Day 20: Saturday 24 March
Sampling area: TOBI survey


 

Bramley writes:

Far below the floor of the Atlantic Ocean, deep within the Earth’s crust, a spark of pale-blue light flickers into life, then fades slowly away.  Then another. And another. Until they form a glimmering constellation. Each minute flash, the result of individual crystals that are straining and cracking under enormous stress. A swarm of small earthquakes follows and are the first harbingers of the cataclysmic events that will conclude with the exposure of the Earth’s mantle on the abyssal ocean floor.

Still hot, after its ascent from hundreds of kilometres deep within the interior of the planet, the mantle rock that is now cracking and breaking has recently been depressurised, squeezed and melted. In its ductile state, it cannot support the stresses required to cause earthquakes. But now it is nearer the surface and has cooled down, it has become brittle. The stresses imposed on this rock are the result of the huge tectonic plates of Africa and America moving away from one another at the Mid-Atlantic Ridge. Although slow, only a few centimetres a year, this divergence builds up enormous stresses, resulting in the snapping and cracking of the crust and upwelling of the deep, hot mantle.

On a normal mid-ocean ridge, this upwelling causes the mantle to melt and form new oceanic crust. But here, between 15.5°N and 13°N, the melt is in short supply. As a result, the gap caused by the plate divergence is not being filled by molten rock. Instead, the mantle itself must fulfil this role. Over the next few thousand years, earthquakes will split the oceanic crust right through. The resulting crack will then begin to slip faster and faster, eventually taking up the divergent plate motion. Beneath the ocean, as the crack breaks through the crust, seawater penetrates downwards, finally infiltrating into the mantle. Unlike the crust, which is made of volcanic rock, the mantle is predominately formed from crystals of olivine. In its dry state, olivine forms extremely strong rock (called peridotite), much stronger than the crust. But when seawater reacts with it, a new mineral is formed. This is serpentine, an extremely weak material that slips and yields easily. It is along this serpentinised slip-plane that the mantle now begins to emerge.

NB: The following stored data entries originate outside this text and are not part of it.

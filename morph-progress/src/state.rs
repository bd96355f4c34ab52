//! State machine vocabulary for the progress animator.

use crate::saved_state::RestoreError;

/// Public, flat view of the animator state.
///
/// The discriminants are the persisted ordinals.
#[derive(Debug, Clone, Copy, PartialEq, Eq, Hash)]
#[cfg_attr(feature = "serde", derive(serde::Serialize, serde::Deserialize))]
#[repr(i32)]
pub enum AnimationStateKind {
    /// Pulsing circle, no progress shown.
    Indeterminate = 0,
    /// Pulse collapsing into the progress arc.
    TransitioningToProgress = 1,
    /// Arc moving towards the target progress.
    AnimatingProgress = 2,
    /// Arc resting at the target progress.
    Progress = 3,
    /// Arc collapsing back into the pulse.
    TransitioningToIndeterminate = 4,
}

impl AnimationStateKind {
    /// Persisted ordinal of this state.
    #[inline]
    pub fn ordinal(self) -> i32 {
        self as i32
    }

    /// Whether this state shows (or is heading to) determinate progress.
    pub fn is_progress_like(self) -> bool {
        matches!(
            self,
            Self::TransitioningToProgress | Self::AnimatingProgress | Self::Progress
        )
    }
}

impl TryFrom<i32> for AnimationStateKind {
    type Error = RestoreError;

    fn try_from(value: i32) -> Result<Self, Self::Error> {
        match value {
            0 => Ok(Self::Indeterminate),
            1 => Ok(Self::TransitioningToProgress),
            2 => Ok(Self::AnimatingProgress),
            3 => Ok(Self::Progress),
            4 => Ok(Self::TransitioningToIndeterminate),
            other => Err(RestoreError::UnknownState(other)),
        }
    }
}

/// Which way a transition is heading.
#[derive(Debug, Clone, Copy, PartialEq, Eq)]
pub enum TransitionDirection {
    /// Indeterminate pulse into progress arc.
    ToProgress,
    /// Progress arc into indeterminate pulse.
    ToIndeterminate,
}

/// Sub-step of a transition.
///
/// `Phase0` is a one-shot setup that falls straight through into `Phase1`;
/// `Phase4` is the single-frame completion.
#[derive(Debug, Clone, Copy, PartialEq, Eq, PartialOrd, Ord)]
pub enum Phase {
    /// Setup.
    Phase0,
    /// First animated phase.
    Phase1,
    /// Second animated phase.
    Phase2,
    /// Third animated phase.
    Phase3,
    /// Completion.
    Phase4,
}

/// An in-flight transition.
#[derive(Debug, Clone, Copy, PartialEq, Eq)]
pub struct Transition {
    /// Destination of the transition.
    pub direction: TransitionDirection,
    /// Current sub-step.
    pub phase: Phase,
}

impl Transition {
    pub(crate) fn start(direction: TransitionDirection) -> Self {
        Self {
            direction,
            phase: Phase::Phase0,
        }
    }
}

/// Internal animator state.
///
/// Tagging the phase onto the transition variant keeps the state/phase pair
/// from ever disagreeing.
#[derive(Debug, Clone, Copy, PartialEq, Eq)]
pub(crate) enum AnimationState {
    Indeterminate,
    Transitioning(Transition),
    AnimatingProgress,
    Progress,
}

impl AnimationState {
    pub(crate) fn kind(self) -> AnimationStateKind {
        match self {
            Self::Indeterminate => AnimationStateKind::Indeterminate,
            Self::Transitioning(Transition {
                direction: TransitionDirection::ToProgress,
                ..
            }) => AnimationStateKind::TransitioningToProgress,
            Self::Transitioning(Transition {
                direction: TransitionDirection::ToIndeterminate,
                ..
            }) => AnimationStateKind::TransitioningToIndeterminate,
            Self::AnimatingProgress => AnimationStateKind::AnimatingProgress,
            Self::Progress => AnimationStateKind::Progress,
        }
    }
}

/// A state a caller (or a finishing transition) asks for.
#[derive(Debug, Clone, Copy, PartialEq, Eq)]
pub(crate) enum StateRequest {
    Indeterminate,
    AnimatingProgress,
    Progress,
}

impl StateRequest {
    /// Whether a transition heading in `direction` already satisfies this request.
    pub(crate) fn is_satisfied_by(self, direction: TransitionDirection) -> bool {
        match self {
            Self::Indeterminate => direction == TransitionDirection::ToIndeterminate,
            Self::AnimatingProgress | Self::Progress => {
                direction == TransitionDirection::ToProgress
            }
        }
    }

    pub(crate) fn resolved(self) -> AnimationState {
        match self {
            Self::Indeterminate => AnimationState::Indeterminate,
            Self::AnimatingProgress => AnimationState::AnimatingProgress,
            Self::Progress => AnimationState::Progress,
        }
    }
}
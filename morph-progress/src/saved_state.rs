//! Save/restore of the indicator across host-driven reconstruction.
//!
//! Only two scalars survive: the target progress and the state ordinal, laid
//! out in that order. In-flight transition geometry is not persisted.

use bytemuck::{Pod, PodCastError, Zeroable};
use thiserror::Error;

use crate::state::AnimationStateKind;

/// Errors produced while decoding persisted state.
#[derive(Debug, Error, Clone, Copy, PartialEq)]
pub enum RestoreError {
    /// The byte buffer does not hold exactly one saved state.
    #[error("malformed saved state: {0:?}")]
    Malformed(PodCastError),
    /// The state ordinal does not name a known state.
    #[error("unknown animation state ordinal {0}")]
    UnknownState(i32),
    /// The progress value is NaN or infinite.
    #[error("non-finite saved progress {0}")]
    NonFiniteProgress(f32),
}

/// The persisted form of a [`ProgressAnimator`](crate::ProgressAnimator).
#[derive(Debug, Clone, Copy, PartialEq, Pod, Zeroable)]
#[cfg_attr(feature = "serde", derive(serde::Serialize, serde::Deserialize))]
#[repr(C)]
pub struct SavedState {
    /// Last target progress value.
    pub progress: f32,
    /// Ordinal of the [`AnimationStateKind`] at save time.
    pub state: i32,
}

impl SavedState {
    /// Size of the encoded form in bytes.
    pub const ENCODED_LEN: usize = std::mem::size_of::<SavedState>();

    /// Creates a saved state from its parts.
    pub fn new(progress: f32, state: AnimationStateKind) -> Self {
        Self {
            progress,
            state: state.ordinal(),
        }
    }

    /// Encodes the state as raw bytes, progress first.
    pub fn to_bytes(&self) -> [u8; SavedState::ENCODED_LEN] {
        let mut bytes = [0u8; SavedState::ENCODED_LEN];
        bytes.copy_from_slice(bytemuck::bytes_of(self));
        bytes
    }

    /// Decodes and validates bytes produced by [`SavedState::to_bytes`].
    pub fn from_bytes(bytes: &[u8]) -> Result<Self, RestoreError> {
        let saved: SavedState =
            bytemuck::try_pod_read_unaligned(bytes).map_err(RestoreError::Malformed)?;
        saved.validate()?;
        Ok(saved)
    }

    /// Checks both fields and returns the decoded state kind.
    pub fn validate(&self) -> Result<AnimationStateKind, RestoreError> {
        if !self.progress.is_finite() {
            return Err(RestoreError::NonFiniteProgress(self.progress));
        }
        AnimationStateKind::try_from(self.state)
    }
}
//! Easing curves and interpolation used by the indicator animations.

use std::f32::consts::PI;

/// Easing curve applied to a phase's linear time fraction.
#[derive(Debug, Clone, Copy, PartialEq, Eq)]
pub enum Curve {
    /// Fast start, slow finish.
    Decelerate,
    /// Slow start and finish with a fast middle (ease-in-out).
    AccelerateDecelerate,
}

impl Curve {
    /// Maps linear progress in [0.0, 1.0] to eased progress in [0.0, 1.0].
    ///
    /// Input outside the range is clamped, so a frame that overshoots a
    /// duration never bends the curve backwards.
    pub fn ease(self, progress: f32) -> f32 {
        let t = progress.clamp(0.0, 1.0);
        match self {
            Curve::Decelerate => 1.0 - (1.0 - t) * (1.0 - t),
            Curve::AccelerateDecelerate => (((t + 1.0) * PI).cos() / 2.0) + 0.5,
        }
    }
}

/// Linear time fraction of `elapsed_ms` within `duration_ms`.
///
/// Not clamped: callers use values `>= 1.0` to detect phase completion.
#[inline]
pub(crate) fn fraction(elapsed_ms: f32, duration_ms: f32) -> f32 {
    debug_assert!(duration_ms > 0.0);
    elapsed_ms / duration_ms
}

/// Interpolates between `from` and `to` along `curve`.
#[inline]
pub(crate) fn lerp_eased(from: f32, to: f32, fraction: f32, curve: Curve) -> f32 {
    from + (to - from) * curve.ease(fraction)
}
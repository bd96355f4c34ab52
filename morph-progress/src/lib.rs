//! A circular progress indicator that morphs between an indeterminate pulse
//! and a determinate progress arc.
//!
//! The crate holds the animation model only. The host supplies three things:
//!
//! - a [`FrameClock`] that tells the time and schedules redraws,
//! - a [`Surface`] that can fill circles and stroke arcs,
//! - size changes, forwarded through [`FrameDriver::on_size_changed`].
//!
//! # Example
//!
//! ```
//! use morph_progress::{
//!     ArcCommand, CircleCommand, FrameDriver, ProgressAnimator, ProgressIndicatorArgs,
//!     Surface, SystemClock,
//! };
//!
//! struct Canvas;
//!
//! impl Surface for Canvas {
//!     fn draw_circle(&mut self, circle: &CircleCommand) {
//!         // fill `circle.radius` around `circle.center`
//!     }
//!
//!     fn draw_arc(&mut self, arc: &ArcCommand) {
//!         // stroke `arc.sweep_angle_degrees` from `arc.start_angle_degrees`
//!     }
//! }
//!
//! let animator = ProgressAnimator::new(ProgressIndicatorArgs::default());
//! let mut driver = FrameDriver::new(animator, SystemClock::new(|| { /* request redraw */ }));
//! driver.on_size_changed(48.0, 48.0);
//! driver.set_progress(0.4);
//! driver.tick(&mut Canvas);
//! ```
//!
//! # Progress values
//!
//! Progress runs from `0.0` to `2.0`. The first lap fills the ring with the
//! first-phase color; the second lap paints over it with the second-phase
//! color.
#![deny(missing_docs, clippy::unwrap_used)]

mod animation;

pub mod animator;
pub mod color;
pub mod config;
pub mod frame;
pub mod geometry;
pub mod listener;
pub mod render;
pub mod saved_state;
pub mod state;

pub use crate::{
    animator::{
        IndeterminateCircle, MAX_PROGRESS, MIN_PROGRESS, PendingArc, ProgressAnimator,
        ProgressArc,
    },
    color::Color,
    config::{ProgressIndicatorArgs, ProgressIndicatorDefaults},
    frame::{FrameClock, FrameDriver, SystemClock},
    geometry::{ArcBounds, ViewMetrics},
    listener::AnimationListener,
    render::{ArcCap, ArcCommand, ArcLayer, CircleCommand, RenderGeometry, Surface},
    saved_state::{RestoreError, SavedState},
    state::{AnimationStateKind, Phase, Transition, TransitionDirection},
};
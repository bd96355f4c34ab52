//! Construction-time configuration.
//!
//! ## Usage
//!
//! ```
//! use morph_progress::{Color, ProgressIndicatorArgs};
//!
//! let args = ProgressIndicatorArgs::default()
//!     .stroke_width(8.0)
//!     .first_phase_color(Color::from_argb(0xFF3366FF));
//! assert_eq!(args.stroke_width, 8.0);
//! ```

use derive_setters::Setters;

use crate::{color::Color, render::ArcCap};

/// Default values for [`ProgressIndicatorArgs`].
pub struct ProgressIndicatorDefaults;

impl ProgressIndicatorDefaults {
    /// Fill of the indeterminate pulse.
    pub const INDETERMINATE_COLOR: u32 = 0xFF00FF00;
    /// Dim arc ahead of the solid progress.
    pub const PENDING_COLOR: u32 = 0x6000FF00;
    /// Solid arc during the first lap.
    pub const FIRST_PHASE_COLOR: u32 = 0xFF0000FF;
    /// Solid arc during the second lap.
    pub const SECOND_PHASE_COLOR: u32 = 0xFFFF0000;
    /// Progress value before any call to `set_progress`.
    pub const PROGRESS: f32 = 0.0;
    /// Arc stroke width in pixels.
    pub const STROKE_WIDTH: f32 = 16.0;
    /// Cap of every arc end.
    pub const STROKE_CAP: ArcCap = ArcCap::Round;
}

/// Arguments for building a [`ProgressAnimator`](crate::ProgressAnimator).
#[derive(PartialEq, Clone, Copy, Debug, Setters)]
#[cfg_attr(feature = "serde", derive(serde::Serialize, serde::Deserialize))]
pub struct ProgressIndicatorArgs {
    /// Fill color of the indeterminate pulse.
    #[setters(into)]
    pub indeterminate_color: Color,
    /// Color of the pending arc.
    #[setters(into)]
    pub pending_color: Color,
    /// Color of the solid arc while progress is below one lap.
    #[setters(into)]
    pub first_phase_color: Color,
    /// Color of the solid arc for progress past one lap.
    #[setters(into)]
    pub second_phase_color: Color,
    /// Initial progress value, clamped like `set_progress`.
    pub progress: f32,
    /// Arc stroke width in pixels.
    pub stroke_width: f32,
    /// Cap of every arc end.
    pub stroke_cap: ArcCap,
}

impl Default for ProgressIndicatorArgs {
    fn default() -> Self {
        Self {
            indeterminate_color: Color::from_argb(ProgressIndicatorDefaults::INDETERMINATE_COLOR),
            pending_color: Color::from_argb(ProgressIndicatorDefaults::PENDING_COLOR),
            first_phase_color: Color::from_argb(ProgressIndicatorDefaults::FIRST_PHASE_COLOR),
            second_phase_color: Color::from_argb(ProgressIndicatorDefaults::SECOND_PHASE_COLOR),
            progress: ProgressIndicatorDefaults::PROGRESS,
            stroke_width: ProgressIndicatorDefaults::STROKE_WIDTH,
            stroke_cap: ProgressIndicatorDefaults::STROKE_CAP,
        }
    }
}

impl ProgressIndicatorArgs {
    /// Stroke width with negative and non-finite values replaced by zero.
    pub(crate) fn sanitized_stroke_width(&self) -> f32 {
        if self.stroke_width.is_finite() {
            self.stroke_width.max(0.0)
        } else {
            0.0
        }
    }
}
//! Run statistics.

use std::time::Duration;

use ingestion::MetricsSnapshot;
use observability::DriftMetricsAggregator;
use sync_engine::DriftStats;

/// Statistics from a subscriber run
#[derive(Debug, Clone, Default)]
pub struct PipelineStats {
    /// Frames published by the simulated DAQ
    pub frames_published: u64,

    /// Bus counters at the end of the run
    pub bus: MetricsSnapshot,

    /// Total duration of the run
    pub duration: Duration,

    /// Data channels in the final channel set
    pub channels: usize,

    /// Drift history of the final session
    pub final_drift: Option<DriftStats>,

    /// Per-cycle aggregates
    pub metrics: DriftMetricsAggregator,
}

impl PipelineStats {
    /// Processed frames per second
    pub fn fps(&self) -> f64 {
        if self.duration.as_secs_f64() > 0.0 {
            self.metrics.frames_processed as f64 / self.duration.as_secs_f64()
        } else {
            0.0
        }
    }

    /// Frames dropped on the bus, as a percentage of published frames
    pub fn drop_rate(&self) -> f64 {
        if self.bus.frames_published > 0 {
            self.bus.frames_dropped as f64 / self.bus.frames_published as f64 * 100.0
        } else {
            0.0
        }
    }

    pub fn print_summary(&self) {
        println!("\n== Subscriber Run ==\n");
        println!("Overview");
        println!("   ├─ Duration: {:.2}s", self.duration.as_secs_f64());
        println!("   ├─ Channels: {}", self.channels);
        println!("   ├─ Frames published: {}", self.frames_published);
        println!(
            "   ├─ Frames dropped on bus: {} ({:.2}%)",
            self.bus.frames_dropped,
            self.drop_rate()
        );
        println!("   └─ Processed FPS: {:.2}", self.fps());

        if let Some(ref drift) = self.final_drift {
            println!("\nFinal session drift (ticks)");
            println!("   └─ {}", drift);
        }

        println!("\n{}", self.metrics.summary());
    }
}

What causes the mantle to yield less melt than usual, and how the overlying crust can be torn away, remains a mystery. Is it because the mantle is cold and unable to melt as much, or is it ‘infertile’, having already partially melted many eons ago? Does the mantle become deeply serpentinised, and is that in part responsible for its exhumation as the crust tears away? What secrets of its history, when buried deep within the Earth, does the exposed mantle rock yield?

These are the questions that we hope to answer during our voyage and after, having spent long hours in the laboratory analysing our samples. The images we are getting from our unique sonar, black and white pictures of the ocean floor that resemble those from Venus or the Moon, will tell us much about how the crust is torn away and the mantle exhumed. The chemistry of the rocks, both the peridotites and the lavas, will also tell us about the deformation and melting history of the mantle. From this evidence we hope to unravel the mystery of this rent in the Earth’s crust and thereby get closer to understanding the workings of our planet....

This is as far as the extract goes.